Our studies in chick and mouse embryos have provided evidence that Hox factors regulate the expression of genes selectively expressed by different motor neuron subtypes. Using genetic and biochemical approaches we are further exploring the mechanisms by which Hox proteins contribute to the diversification of motor neuron identities.
What are the mechanisms that restrict Hox gene function to motor neurons?
Hox proteins are broadly expressed in the embryo but have specific functions in motor neurons, suggesting the requirement for additional factors to “gate” the actions of Hox proteins in specific cell types. Studies in Drosophila have demonstrated that Forkhead (Fox) transcription factors can act as Hox cofactors. Our studies indicate that a vertebrate Fox protein, FoxP1, is a contextual cofactor for Hox proteins in the specification of motor neuron identities.
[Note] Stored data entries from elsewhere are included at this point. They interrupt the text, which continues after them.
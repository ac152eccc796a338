//! Instrument helpers: cookie parsing, script and title extraction, DNS
//!
//! These run inside [`super::HttpBrowser`] but are plain functions so they
//! can be tested without a network.

use crate::engine::{CookieRecord, DnsRecord, ScriptRecord};
use scraper::{Html, Selector};
use sha2::{Digest, Sha256};
use url::Url;

/// Parses one `Set-Cookie` header value
///
/// Returns None when the header has no `name=value` pair.
///
/// # Example
///
/// ```
/// use url::Url;
/// use sitevisit::engine::parse_set_cookie;
///
/// let origin = Url::parse("https://example.com/").unwrap();
/// let cookie = parse_set_cookie("sid=abc; Path=/; Secure; HttpOnly", &origin).unwrap();
/// assert_eq!(cookie.name, "sid");
/// assert!(cookie.secure && cookie.http_only);
/// ```
pub fn parse_set_cookie(header: &str, origin: &Url) -> Option<CookieRecord> {
    let mut parts = header.split(';');
    let (name, value) = parts.next()?.split_once('=')?;
    let name = name.trim();
    if name.is_empty() {
        return None;
    }

    let mut cookie = CookieRecord {
        origin_url: origin.to_string(),
        name: name.to_string(),
        value: value.trim().trim_matches('"').to_string(),
        domain: None,
        path: None,
        expires: None,
        max_age: None,
        secure: false,
        http_only: false,
        same_site: None,
    };

    for attribute in parts {
        let (key, val) = match attribute.split_once('=') {
            Some((k, v)) => (k.trim(), Some(v.trim())),
            None => (attribute.trim(), None),
        };

        match key.to_ascii_lowercase().as_str() {
            "domain" => cookie.domain = val.map(|v| v.trim_start_matches('.').to_lowercase()),
            "path" => cookie.path = val.map(str::to_string),
            "expires" => cookie.expires = val.map(str::to_string),
            "max-age" => cookie.max_age = val.and_then(|v| v.parse().ok()),
            "secure" => cookie.secure = true,
            "httponly" => cookie.http_only = true,
            "samesite" => cookie.same_site = val.map(str::to_string),
            _ => {}
        }
    }

    Some(cookie)
}

/// Extracts the page title from HTML
pub fn extract_title(html: &str) -> Option<String> {
    let document = Html::parse_document(html);
    let title_selector = Selector::parse("title").ok()?;

    document
        .select(&title_selector)
        .next()
        .map(|element| element.text().collect::<String>().trim().to_string())
        .filter(|s| !s.is_empty())
}

/// Lists the scripts a page loads or embeds
///
/// External scripts are resolved against `page_url`; unresolvable `src`
/// values are skipped. Inline scripts are recorded by length and SHA-256.
pub fn extract_scripts(html: &str, page_url: &Url) -> Vec<ScriptRecord> {
    let document = Html::parse_document(html);
    let Ok(selector) = Selector::parse("script") else {
        return Vec::new();
    };

    let mut scripts = Vec::new();
    for element in document.select(&selector) {
        if let Some(src) = element.value().attr("src") {
            if let Ok(resolved) = page_url.join(src.trim()) {
                scripts.push(ScriptRecord {
                    page_url: page_url.to_string(),
                    src: Some(resolved.to_string()),
                    inline_length: None,
                    digest: None,
                });
            }
            continue;
        }

        let body: String = element.text().collect();
        if body.trim().is_empty() {
            continue;
        }

        let mut hasher = Sha256::new();
        hasher.update(body.as_bytes());
        scripts.push(ScriptRecord {
            page_url: page_url.to_string(),
            src: None,
            inline_length: Some(body.len()),
            digest: Some(hex::encode(hasher.finalize())),
        });
    }

    scripts
}

/// Resolves `host` and records the addresses, or the lookup error
pub async fn resolve_host(host: &str, port: u16) -> DnsRecord {
    match tokio::net::lookup_host((host, port)).await {
        Ok(addrs) => {
            let mut addresses: Vec<String> = addrs.map(|a| a.ip().to_string()).collect();
            addresses.sort();
            addresses.dedup();
            DnsRecord {
                hostname: host.to_string(),
                addresses,
                error: None,
            }
        }
        Err(e) => DnsRecord {
            hostname: host.to_string(),
            addresses: Vec::new(),
            error: Some(e.to_string()),
        },
    }
}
We are exploring potential interactions of FoxP1 and Hox proteins on specific genes by performing chromatin immunoprecipitation (ChIP) assays using neurons isolated from ES cell-derived motor neurons.
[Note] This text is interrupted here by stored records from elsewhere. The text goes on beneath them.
//! Storage traits and error types
//!
//! This module defines the contract the task manager consumes from a storage
//! backend, and the record it hands over for every finished sequence.

use crate::engine::VisitData;
use chrono::{DateTime, Utc};
use thiserror::Error;

/// Errors that can occur during storage operations
#[derive(Debug, Error)]
pub enum StorageError {
    #[error("SQLite error: {0}")]
    Sqlite(#[from] rusqlite::Error),

    #[error("IO error: {0}")]
    Io(#[from] std::io::Error),

    #[error("Storage is closed")]
    Closed,

    #[error("Storage lock poisoned")]
    Poisoned,

    #[error("Crawl not found: {0}")]
    CrawlNotFound(i64),
}

/// Result type for storage operations
pub type StorageResult<T> = Result<T, StorageError>;

/// Outcome and instrumentation of one command sequence, keyed by site rank
#[derive(Debug, Clone)]
pub struct VisitRecord {
    pub site_rank: usize,
    pub site_url: String,
    pub domain: Option<String>,
    /// None when the site never reached a worker
    pub worker_id: Option<usize>,
    pub success: bool,
    pub error: Option<String>,
    pub started_at: DateTime<Utc>,
    pub finished_at: DateTime<Utc>,
    /// One entry per action that completed
    pub visits: Vec<VisitData>,
}

/// Durable sink for visit records
///
/// Implementations are shared by every worker and must accept concurrent
/// `record` calls.
pub trait StorageProvider: Send + Sync {
    /// Persists one finished sequence
    fn record(&self, record: &VisitRecord) -> StorageResult<()>;

    /// Flushes outstanding state and releases the backend
    ///
    /// Calling `close` more than once is a no-op. `record` after `close`
    /// fails with [`StorageError::Closed`].
    fn close(&self) -> StorageResult<()>;
}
What determines the activator and repressor functions of Hox proteins in motor neurons?
Our studies indicate that Hox proteins have distinct transcriptional activator and repressor functions in the specification of motor neuron subtypes. Hox repressor function establishes mutually exclusive domains of Hox gene expression whereas Hox activator function positively regulates motor neuron specific genes. We hypothesize that the distinct transcriptional outputs of Hox proteins are mediated through interactions with cofactors such as Pbx and Meis homeodomain proteins. We are testing this possibility using gain and loss of function assays in chick and mouse.